▶ [Problem to solve]:
Go through the entries and copy every line that has the string "flight" in it.

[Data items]
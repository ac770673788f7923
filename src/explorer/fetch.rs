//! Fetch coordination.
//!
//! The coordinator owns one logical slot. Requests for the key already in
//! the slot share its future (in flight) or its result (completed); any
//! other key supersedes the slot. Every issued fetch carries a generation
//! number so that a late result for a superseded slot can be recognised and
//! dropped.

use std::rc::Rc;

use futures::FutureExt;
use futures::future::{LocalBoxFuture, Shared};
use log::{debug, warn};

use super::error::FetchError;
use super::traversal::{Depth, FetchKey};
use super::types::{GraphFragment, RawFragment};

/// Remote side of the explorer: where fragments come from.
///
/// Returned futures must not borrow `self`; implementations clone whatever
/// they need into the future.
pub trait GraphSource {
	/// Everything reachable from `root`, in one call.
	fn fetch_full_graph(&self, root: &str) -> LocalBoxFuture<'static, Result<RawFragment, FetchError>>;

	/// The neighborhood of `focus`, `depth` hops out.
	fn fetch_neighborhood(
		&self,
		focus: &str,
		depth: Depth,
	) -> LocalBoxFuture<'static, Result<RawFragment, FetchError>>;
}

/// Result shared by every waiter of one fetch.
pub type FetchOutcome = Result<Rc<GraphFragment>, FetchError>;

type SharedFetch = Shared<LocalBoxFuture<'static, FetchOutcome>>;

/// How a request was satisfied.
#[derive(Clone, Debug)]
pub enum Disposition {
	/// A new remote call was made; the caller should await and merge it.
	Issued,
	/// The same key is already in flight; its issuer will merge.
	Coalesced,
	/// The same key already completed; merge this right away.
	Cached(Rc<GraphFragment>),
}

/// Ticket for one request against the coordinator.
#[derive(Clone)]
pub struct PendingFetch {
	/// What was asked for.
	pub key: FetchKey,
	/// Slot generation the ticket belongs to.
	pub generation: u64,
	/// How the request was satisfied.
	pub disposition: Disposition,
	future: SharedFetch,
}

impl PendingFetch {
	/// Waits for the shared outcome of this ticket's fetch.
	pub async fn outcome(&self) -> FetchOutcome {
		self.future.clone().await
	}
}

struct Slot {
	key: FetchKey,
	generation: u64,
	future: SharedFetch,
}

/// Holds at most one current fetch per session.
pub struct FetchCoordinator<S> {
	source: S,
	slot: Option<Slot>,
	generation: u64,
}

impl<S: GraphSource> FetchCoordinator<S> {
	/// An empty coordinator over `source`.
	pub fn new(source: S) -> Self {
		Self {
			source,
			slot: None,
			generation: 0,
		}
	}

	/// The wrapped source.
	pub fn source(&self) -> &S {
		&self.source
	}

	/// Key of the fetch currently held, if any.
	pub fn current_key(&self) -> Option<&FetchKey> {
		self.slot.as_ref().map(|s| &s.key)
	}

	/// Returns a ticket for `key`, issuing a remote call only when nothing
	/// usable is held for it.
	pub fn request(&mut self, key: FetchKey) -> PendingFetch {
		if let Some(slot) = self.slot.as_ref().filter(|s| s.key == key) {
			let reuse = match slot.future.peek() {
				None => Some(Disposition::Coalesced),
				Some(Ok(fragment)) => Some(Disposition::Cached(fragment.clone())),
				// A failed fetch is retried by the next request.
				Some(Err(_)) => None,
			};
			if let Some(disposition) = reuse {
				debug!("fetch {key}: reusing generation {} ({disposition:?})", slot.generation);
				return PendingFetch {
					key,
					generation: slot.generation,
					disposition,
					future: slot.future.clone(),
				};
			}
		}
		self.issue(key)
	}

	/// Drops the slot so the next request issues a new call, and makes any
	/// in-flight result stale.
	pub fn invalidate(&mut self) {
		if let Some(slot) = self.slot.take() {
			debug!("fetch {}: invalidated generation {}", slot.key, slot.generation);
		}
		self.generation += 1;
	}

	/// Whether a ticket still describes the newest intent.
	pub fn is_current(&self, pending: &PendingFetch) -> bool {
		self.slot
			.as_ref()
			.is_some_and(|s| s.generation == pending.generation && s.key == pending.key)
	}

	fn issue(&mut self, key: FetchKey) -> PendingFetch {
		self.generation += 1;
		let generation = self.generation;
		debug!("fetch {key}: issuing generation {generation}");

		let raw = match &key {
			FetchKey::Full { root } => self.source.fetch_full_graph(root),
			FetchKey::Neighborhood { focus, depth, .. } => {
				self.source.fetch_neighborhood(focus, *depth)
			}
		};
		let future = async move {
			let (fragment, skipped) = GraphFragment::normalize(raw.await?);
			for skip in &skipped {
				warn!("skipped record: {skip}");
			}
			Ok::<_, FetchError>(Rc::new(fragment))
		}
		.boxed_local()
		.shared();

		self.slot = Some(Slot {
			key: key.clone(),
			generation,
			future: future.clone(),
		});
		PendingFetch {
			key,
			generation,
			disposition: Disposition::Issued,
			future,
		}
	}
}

▶ [Reply to the exercise]:
//! the slot share its future (in flight) or its result (completed); any
	/// The same key is already in flight; its issuer will merge.
	/// in-flight result stale.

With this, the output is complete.